Simili situazioni lavorative e alloggiative si ritrovano in altri casi di rinomati marchi e si verificavano proprio a Milano, la capitale della moda. In uno di questi, la catena dei contratti sarebbe servita ad abbattere i costi: una bustina portachiavi prodotta dagli opifici cinesi in subfornitura costava 3 euro e veniva rivenduta al cliente finale al prezzo di 48 euro, una borsa a mano costava 19 euro e veniva rivenduta a 350 euro. Queste vicende giudiziarie, anche se non ancora concluse, sollevano interrogativi sui modelli di business e di organizzazione a rete delle grandi aziende, e, più in generale, su un certo tipo di capitalismo contemporaneo. Tali inchieste impongono di chiarire se si tratti di casi isolati, seppur di per sé numerosi, o di un comune modus operandi basato sullo sfruttamento del lavoro. Nel silenzio dei controllori, sembra che solo la magistratura riesca a svolgere il ruolo di attore di controllo sociale, un segnale certamente preoccupante.

Una problematica ulteriore è quella dei criteri di valutazione delle imprese: molte di queste, infatti, avevano ricevuto premi e riconoscimenti di eccellenza, ma è evidente che è sempre più necessario considerare l’intera rete produttiva e non solo la casa madre, dove si concentrano le funzioni di strategia, marketing, e ricerca e sviluppo. Alla luce della pluralità dei settori coinvolti, scoperti in soli tre anni e da una sola procura, quella di Milano, sembra emergere un fenomeno più fisiologico che patologico: un normal organizational wrongdoing legittimato e tollerato in un ambiente deviante.
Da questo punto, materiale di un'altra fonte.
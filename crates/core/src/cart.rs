//! Client-side cart state.
//!
//! The cart is advisory: quantities are clamped to the last-known stock of
//! each product, and checkout re-validates everything against live stock.

use serde::{Deserialize, Serialize};

use crate::catalog::Product;
use crate::order::RequestedLine;
use crate::types::{Money, ProductId};

/// A product held in the cart with a quantity of at least one.
#[derive(Debug, Clone, PartialEq, Eq, Serialize, Deserialize)]
pub struct CartItem {
    pub product: Product,
    pub quantity: u32,
}

/// Ordered list of cart lines, one per product.
#[derive(Debug, Clone, Default, PartialEq, Eq, Serialize, Deserialize)]
#[serde(transparent)]
pub struct Cart {
    items: Vec<CartItem>,
}

impl Cart {
    #[must_use]
    pub const fn new() -> Self {
        Self { items: Vec::new() }
    }

    /// Add up to `quantity` units, never exceeding the product's stock.
    ///
    /// Returns how many units were actually added (zero means no-op).
    pub fn add(&mut self, product: &Product, quantity: u32) -> u32 {
        if quantity == 0 || product.stock == 0 {
            return 0;
        }
        let held = self.quantity_of(&product.id);
        let addable = product.stock.saturating_sub(held).min(quantity);
        if addable == 0 {
            return 0;
        }
        match self.items.iter_mut().find(|i| i.product.id == product.id) {
            Some(item) => item.quantity += addable,
            None => self.items.push(CartItem {
                product: product.clone(),
                quantity: addable,
            }),
        }
        addable
    }

    /// Change a line by `delta`, clamped to stock. A result of zero or less
    /// leaves the line unchanged; use [`Cart::remove`] to drop it.
    pub fn adjust_quantity(&mut self, product_id: &ProductId, delta: i64) {
        if let Some(item) = self.items.iter_mut().find(|i| &i.product.id == product_id) {
            let wanted = i64::from(item.quantity)
                .saturating_add(delta)
                .min(i64::from(item.product.stock));
            if let Ok(quantity) = u32::try_from(wanted)
                && quantity > 0
            {
                item.quantity = quantity;
            }
        }
    }

    /// Set a line's quantity, clamped to stock. Zero removes the line.
    pub fn set_quantity(&mut self, product_id: &ProductId, quantity: u32) {
        if quantity == 0 {
            self.remove(product_id);
            return;
        }
        if let Some(item) = self.items.iter_mut().find(|i| &i.product.id == product_id) {
            item.quantity = quantity.min(item.product.stock);
        }
        self.items.retain(|i| i.quantity > 0);
    }

    pub fn remove(&mut self, product_id: &ProductId) {
        self.items.retain(|i| &i.product.id != product_id);
    }

    pub fn clear(&mut self) {
        self.items.clear();
    }

    /// Replace held product snapshots with a fresh catalog and re-clamp.
    ///
    /// Lines whose product disappeared or sold out are dropped.
    pub fn refresh_stock(&mut self, catalog: &[Product]) {
        self.items.retain_mut(|item| {
            let Some(fresh) = catalog.iter().find(|p| p.id == item.product.id) else {
                return false;
            };
            item.product = fresh.clone();
            item.quantity = item.quantity.min(fresh.stock);
            item.quantity > 0
        });
    }

    #[must_use]
    pub fn quantity_of(&self, product_id: &ProductId) -> u32 {
        self.items
            .iter()
            .find(|i| &i.product.id == product_id)
            .map_or(0, |i| i.quantity)
    }

    /// Estimated total from last-known prices.
    #[must_use]
    pub fn total(&self) -> Money {
        self.items
            .iter()
            .map(|i| i.product.price.times(i.quantity))
            .sum::<Money>()
            .rounded()
    }

    /// Total number of units across all lines.
    #[must_use]
    pub fn item_count(&self) -> u64 {
        self.items.iter().map(|i| u64::from(i.quantity)).sum()
    }

    #[must_use]
    pub fn items(&self) -> &[CartItem] {
        &self.items
    }

    #[must_use]
    pub fn is_empty(&self) -> bool {
        self.items.is_empty()
    }

    /// Lines in the shape the checkout endpoint expects.
    #[must_use]
    pub fn line_items(&self) -> Vec<RequestedLine> {
        self.items
            .iter()
            .map(|i| RequestedLine {
                product_id: i.product.id.clone(),
                quantity: i.quantity,
            })
            .collect()
    }
}
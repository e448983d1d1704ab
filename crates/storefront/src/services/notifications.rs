//! Order notifications.
//!
//! Sent after a successful checkout. Delivery is best effort: failures are
//! logged and never reach the customer's checkout result.

use std::fmt::Write as _;

use async_trait::async_trait;
use tracing::{instrument, warn};

use filament_shop_core::{Email, Order};

use super::email::{EmailClient, OutgoingEmail};

/// Receives placed orders.
#[async_trait]
pub trait OrderNotifier: Send + Sync {
    /// Announce a placed order. Must not fail the caller.
    async fn order_placed(&self, order: &Order);
}

/// Notifier used when email is not configured.
#[derive(Debug, Clone, Copy, Default)]
pub struct DisabledNotifier;

#[async_trait]
impl OrderNotifier for DisabledNotifier {
    async fn order_placed(&self, order: &Order) {
        tracing::debug!(order_number = %order.order_number, "notifications disabled, skipping");
    }
}

/// Sends an operator notice and a customer confirmation by email.
#[derive(Clone)]
pub struct EmailNotifier {
    client: EmailClient,
    from: Email,
    admin: Email,
}

impl EmailNotifier {
    #[must_use]
    pub const fn new(client: EmailClient, from: Email, admin: Email) -> Self {
        Self {
            client,
            from,
            admin,
        }
    }
}

#[async_trait]
impl OrderNotifier for EmailNotifier {
    #[instrument(skip(self, order), fields(order_number = %order.order_number))]
    async fn order_placed(&self, order: &Order) {
        let operator = operator_notice(&self.from, &self.admin, order);
        if let Err(e) = self.client.send(&operator).await {
            warn!(error = %e, "failed to send operator order notice");
        }

        let customer = customer_confirmation(&self.from, order);
        if let Err(e) = self.client.send(&customer).await {
            warn!(error = %e, "failed to send customer order confirmation");
        }
    }
}

fn operator_notice(from: &Email, admin: &Email, order: &Order) -> OutgoingEmail {
    let mut text = format!(
        "Porosi e re {} nga {} <{}>.\n\n",
        order.order_number, order.customer_name, order.customer_email
    );
    write_summary(&mut text, order);

    OutgoingEmail {
        from: from.to_string(),
        to: admin.to_string(),
        subject: format!("Porosi e re: {}", order.order_number),
        text,
    }
}

fn customer_confirmation(from: &Email, order: &Order) -> OutgoingEmail {
    let mut text = format!(
        "Përshëndetje {},\n\nFaleminderit për porosinë tuaj {}.\n\n",
        order.customer_name, order.order_number
    );
    write_summary(&mut text, order);

    OutgoingEmail {
        from: from.to_string(),
        to: order.customer_email.to_string(),
        subject: format!("Konfirmim i porosisë {}", order.order_number),
        text,
    }
}

fn write_summary(text: &mut String, order: &Order) {
    for line in &order.items {
        let _ = writeln!(
            text,
            "- {} {} ({}, {}) x{} = {}",
            line.name,
            line.filament_type,
            line.color,
            line.weight,
            line.quantity,
            line.line_total()
        );
    }
    let _ = writeln!(text, "\nTotali: {}", order.total);
    let _ = writeln!(text, "Adresa: {}", order.address);
    let _ = writeln!(text, "Statusi: {}", order.status.label());
}

#[cfg(test)]
#[allow(clippy::unwrap_used)]
mod tests {
    use chrono::Utc;
    use filament_shop_core::{
        FilamentType, Money, OrderId, OrderLine, OrderStatus, ProductId, ShippingAddress,
    };

    use super::*;

    fn order() -> Order {
        Order {
            id: OrderId::new("o-1"),
            order_number: "ORD-1".to_owned(),
            customer_name: "Arta".to_owned(),
            customer_email: Email::parse("arta@example.com").unwrap(),
            total: Money::from_cents(1500),
            date: Utc::now(),
            status: OrderStatus::Created,
            items: vec![OrderLine {
                product_id: ProductId::new("p-1"),
                quantity: 3,
                unit_price: Money::from_cents(500),
                name: "Galaxy Black".to_owned(),
                filament_type: FilamentType::Pla,
                color: "Black".to_owned(),
                hex: "#000000".to_owned(),
                weight: "1kg".to_owned(),
            }],
            address: ShippingAddress::FreeText("Rr. Nënë Tereza 1, Prishtinë".to_owned()),
        }
    }

    #[test]
    fn test_operator_notice_goes_to_admin() {
        let from = Email::parse("shop@filament.shop").unwrap();
        let admin = Email::parse("ops@filament.shop").unwrap();
        let message = operator_notice(&from, &admin, &order());

        assert_eq!(message.to, "ops@filament.shop");
        assert_eq!(message.subject, "Porosi e re: ORD-1");
        assert!(message.text.contains("Galaxy Black PLA (Black, 1kg) x3 = €15.00"));
        assert!(message.text.contains("Totali: €15.00"));
        assert!(message.text.contains("Prishtinë"));
    }

    #[test]
    fn test_customer_confirmation_goes_to_customer() {
        let from = Email::parse("shop@filament.shop").unwrap();
        let message = customer_confirmation(&from, &order());

        assert_eq!(message.from, "shop@filament.shop");
        assert_eq!(message.to, "arta@example.com");
        assert!(message.text.starts_with("Përshëndetje Arta"));
        assert!(message.text.contains("Statusi: Krijuar"));
    }
}
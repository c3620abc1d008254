//! Humanized sender — paced, chunked replies that read like a person typing.
//!
//! Guarantees: a typing indicator precedes every chunk, chunks arrive in
//! order, no two sends overlap for the same lead, and the whole reply stays
//! under a configured ceiling. Retryable gateway errors get three attempts
//! with 1s/2s/4s backoff before the chunk is reported failed.

use std::sync::Arc;
use std::time::Duration;

use dashmap::DashMap;
use rand::Rng;
use tokio::sync::Mutex;
use tokio::time::Instant;
use tracing::{debug, warn};

use solis_core::types::Phone;

use crate::client::GatewayClient;
use crate::error::{GatewayError, Result};

/// Reading speed used to size the typing indicator.
const CHARS_PER_SEC: u64 = 40;
const TYPING_MIN_MS: u64 = 1_000;
const SEND_RETRIES: u32 = 3;

pub struct HumanizedSender {
    client: Arc<GatewayClient>,
    /// One lock per lead; holding it serializes every outbound path
    /// (live replies, follow-ups, reminders).
    locks: DashMap<String, Arc<Mutex<()>>>,
    typing_max_ms: u64,
    ceiling: Duration,
}

/// Outcome of one humanized send.
#[derive(Debug)]
pub struct SendReport {
    /// Gateway ids of the chunks that went out, in order.
    pub sent_ids: Vec<String>,
    /// Chunks that exhausted their retries, with the final error.
    pub failed: Vec<(String, String)>,
}

impl SendReport {
    pub fn all_sent(&self) -> bool {
        self.failed.is_empty()
    }
}

impl HumanizedSender {
    pub fn new(client: Arc<GatewayClient>, typing_max_ms: u64, ceiling_secs: u64) -> Self {
        Self {
            client,
            locks: DashMap::new(),
            typing_max_ms,
            ceiling: Duration::from_secs(ceiling_secs),
        }
    }

    pub fn client(&self) -> &GatewayClient {
        &self.client
    }

    fn lock_for(&self, phone: &Phone) -> Arc<Mutex<()>> {
        self.locks
            .entry(phone.as_str().to_string())
            .or_insert_with(|| Arc::new(Mutex::new(())))
            .clone()
    }

    /// Send `text` as 1–3 paced chunks. Takes the per-lead lock for the whole
    /// delivery, so a follow-up can never interleave with a live reply.
    pub async fn send(&self, phone: &Phone, text: &str) -> Result<SendReport> {
        let chunks = split_reply(text);
        let lock = self.lock_for(phone);
        let _guard = lock.lock().await;

        let started = Instant::now();
        let mut report = SendReport {
            sent_ids: Vec::new(),
            failed: Vec::new(),
        };

        let total = chunks.len();
        for (i, chunk) in chunks.into_iter().enumerate() {
            // Budget check: past the ceiling we drop the pacing, not the text.
            let over_budget = started.elapsed() >= self.ceiling;
            if !over_budget {
                let typing_ms = typing_duration_ms(chunk.len(), self.typing_max_ms);
                let _ = self.client.set_typing(phone, typing_ms).await;
                tokio::time::sleep(Duration::from_millis(typing_ms)).await;
            }

            match self.send_chunk_with_retry(phone, &chunk).await {
                Ok(id) => report.sent_ids.push(id),
                Err(e) => {
                    warn!(phone = %phone, error = %e, "chunk delivery failed after retries");
                    report.failed.push((chunk, e.to_string()));
                    continue;
                }
            }

            if i + 1 < total && !over_budget {
                tokio::time::sleep(inter_chunk_pause()).await;
            }
        }

        debug!(
            phone = %phone,
            sent = report.sent_ids.len(),
            failed = report.failed.len(),
            elapsed_ms = started.elapsed().as_millis() as u64,
            "humanized send complete"
        );
        Ok(report)
    }

    /// React without pacing (still serialized per lead).
    pub async fn react(&self, phone: &Phone, message_id: &str, emoji: &str) -> Result<()> {
        let lock = self.lock_for(phone);
        let _guard = lock.lock().await;
        self.client.send_reaction(phone, message_id, emoji).await
    }

    async fn send_chunk_with_retry(&self, phone: &Phone, chunk: &str) -> Result<String> {
        let mut last_err: Option<GatewayError> = None;
        for attempt in 0..SEND_RETRIES {
            match self.client.send_text(phone, chunk, None).await {
                Ok(id) => return Ok(id),
                Err(e) if e.is_retryable() && attempt + 1 < SEND_RETRIES => {
                    let delay = Duration::from_secs(1 << attempt); // 1s, 2s, 4s
                    warn!(phone = %phone, attempt, error = %e, "send failed, retrying");
                    tokio::time::sleep(delay).await;
                    last_err = Some(e);
                }
                Err(e) => return Err(e),
            }
        }
        Err(last_err.unwrap_or_else(|| GatewayError::Deadline {
            phone: phone.to_string(),
        }))
    }
}

/// Typing indicator duration: `len / 40 cps`, clamped to [1s, max].
pub fn typing_duration_ms(chunk_len: usize, max_ms: u64) -> u64 {
    let ms = (chunk_len as u64).saturating_mul(1000) / CHARS_PER_SEC;
    ms.clamp(TYPING_MIN_MS, max_ms)
}

fn inter_chunk_pause() -> Duration {
    Duration::from_millis(rand::thread_rng().gen_range(500..=1500))
}

/// Split a reply into at most three chunks on paragraph boundaries.
///
/// Single-paragraph replies stay whole. Longer replies merge paragraphs
/// greedily so the chunk count never exceeds three.
pub fn split_reply(text: &str) -> Vec<String> {
    let paragraphs: Vec<&str> = text
        .split("\n\n")
        .map(str::trim)
        .filter(|p| !p.is_empty())
        .collect();

    match paragraphs.len() {
        0 => vec![String::new()],
        1 => vec![paragraphs[0].to_string()],
        n if n <= 3 => paragraphs.iter().map(|p| p.to_string()).collect(),
        n => {
            // Merge into three buckets of roughly equal paragraph count.
            let per = n.div_ceil(3);
            paragraphs
                .chunks(per)
                .map(|group| group.join("\n\n"))
                .collect()
        }
    }
}

#[cfg(test)]
mod tests {
    use super::*;

    #[test]
    fn typing_duration_clamps_low() {
        assert_eq!(typing_duration_ms(0, 5_000), 1_000);
        assert_eq!(typing_duration_ms(10, 5_000), 1_000);
    }

    #[test]
    fn typing_duration_scales_with_length() {
        // 120 chars / 40 cps = 3s
        assert_eq!(typing_duration_ms(120, 5_000), 3_000);
    }

    #[test]
    fn typing_duration_clamps_high() {
        assert_eq!(typing_duration_ms(10_000, 5_000), 5_000);
    }

    #[test]
    fn single_paragraph_is_one_chunk() {
        let chunks = split_reply("Olá! Tudo bem?");
        assert_eq!(chunks, vec!["Olá! Tudo bem?".to_string()]);
    }

    #[test]
    fn three_paragraphs_stay_three_chunks() {
        let chunks = split_reply("a\n\nb\n\nc");
        assert_eq!(chunks.len(), 3);
    }

    #[test]
    fn many_paragraphs_merge_to_three() {
        let text = (0..7).map(|i| format!("p{i}")).collect::<Vec<_>>().join("\n\n");
        let chunks = split_reply(&text);
        assert_eq!(chunks.len(), 3);
        assert!(chunks[0].contains("p0"));
        assert!(chunks[2].contains("p6"));
    }

    #[test]
    fn empty_reply_is_single_empty_chunk() {
        assert_eq!(split_reply("").len(), 1);
    }
}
Questo dovrebbe sollecitare una attenta riflessione della politica, che sembra per lo più disinteressata, dei sindacati, spesso assenti, e delle associazioni imprenditoriali, che includono al loro interno queste aziende. Dovrebbe, infine, preoccupare l’intera società che beneficia di prodotti e servizi forniti da queste imprese.